Data records
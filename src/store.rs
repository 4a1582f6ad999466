//! Annotation store: canonical marker and zone collections.
//!
//! This module provides:
//! - Normalization of loose records into typed markers and zones
//! - CRUD with lock and preset-deletion guards
//! - The load-time merge of baseline presets with saved edits
//! - Deterministic export collection
//!
//! Every entity sits next to the optional handle of its visual, so removing
//! an entity hands its handle back to the caller in the same step.

use std::collections::{HashMap, HashSet};
use std::fmt;
use std::str::FromStr;

use crate::constants::{MAX_ZONE_NUMBER, MIN_ZONE_VERTICES};
use crate::format::{ExportDocument, MarkerRecord, RecordSet, UserExportDocument, ZoneRecord};
use crate::model::{
    Marker, MarkerPatch, MarkerSource, Zone, ZonePatch, clamp_zone_number,
};
use crate::render::VisualHandle;

// ============================================================================
// Errors and options
// ============================================================================

/// Rejected store mutations.
#[derive(Debug, Clone, PartialEq, Eq, thiserror::Error)]
pub enum StoreError {
    #[error("Unknown marker: {0}")]
    UnknownMarker(String),

    #[error("Unknown zone: {0}")]
    UnknownZone(String),

    #[error("Marker id already in use: {0}")]
    DuplicateId(String),

    /// The marker is locked; unlock it first.
    #[error("Marker '{0}' is locked")]
    Locked(String),

    /// The operation needs explicit user confirmation before it can run.
    #[error("Removing '{0}' requires confirmation")]
    ConfirmationRequired(String),
}

/// Whether the user has confirmed a guarded removal.
#[derive(Debug, Clone, Copy, PartialEq, Eq, Default)]
pub enum Confirmation {
    #[default]
    Unconfirmed,
    Confirmed,
}

/// Which markers an export covers.
#[derive(Debug, Clone, Copy, PartialEq, Eq, Default)]
pub enum ExportScope {
    #[default]
    All,
    Preset,
    User,
}

impl ExportScope {
    fn includes(&self, source: MarkerSource) -> bool {
        match self {
            ExportScope::All => true,
            ExportScope::Preset => source == MarkerSource::Preset,
            ExportScope::User => source == MarkerSource::User,
        }
    }
}

impl FromStr for ExportScope {
    type Err = String;

    fn from_str(s: &str) -> Result<Self, Self::Err> {
        match s.to_ascii_lowercase().as_str() {
            "all" => Ok(ExportScope::All),
            "preset" | "presets" => Ok(ExportScope::Preset),
            "user" | "users" => Ok(ExportScope::User),
            other => Err(format!("unknown export scope '{}'", other)),
        }
    }
}

impl fmt::Display for ExportScope {
    fn fmt(&self, f: &mut fmt::Formatter<'_>) -> fmt::Result {
        f.write_str(match self {
            ExportScope::All => "all",
            ExportScope::Preset => "preset",
            ExportScope::User => "user",
        })
    }
}

/// Result of merging baseline presets with saved markers.
#[derive(Debug, Clone, Default, PartialEq)]
pub struct MergedMarkers {
    pub presets: Vec<Marker>,
    pub users: Vec<Marker>,
}

/// Counts reported after an import.
#[derive(Debug, Clone, Copy, Default, PartialEq, Eq)]
pub struct ImportSummary {
    pub markers_added: usize,
    pub markers_replaced: usize,
    pub zones_added: usize,
    pub zones_replaced: usize,
    pub zones_dropped: usize,
}
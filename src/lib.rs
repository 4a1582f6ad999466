//! mapnote - map annotation core
//!
//! Markers, zones and a radius overlay on a fixed-scale map. The crate owns
//! the data model, the editing modes, snapping and measurement, zone
//! drawing, and debounced persistence with a baseline merge on load. Drawing
//! is delegated to a [`render::RenderSurface`] supplied by the host.

pub mod assets;
pub mod config;
pub mod constants;
pub mod format;
pub mod geometry;
pub mod mode;
pub mod model;
pub mod overlay;
pub mod persistence;
pub mod render;
pub mod session;
pub mod store;
pub mod zone_drawer;

pub use session::{PositionOutcome, Session, SessionError};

What is expected
Which lines above contain the word "render"? Show each of them.

Finished exercise
use crate::render::VisualHandle;
//! is delegated to a [`render::RenderSurface`] supplied by the host.
pub mod render;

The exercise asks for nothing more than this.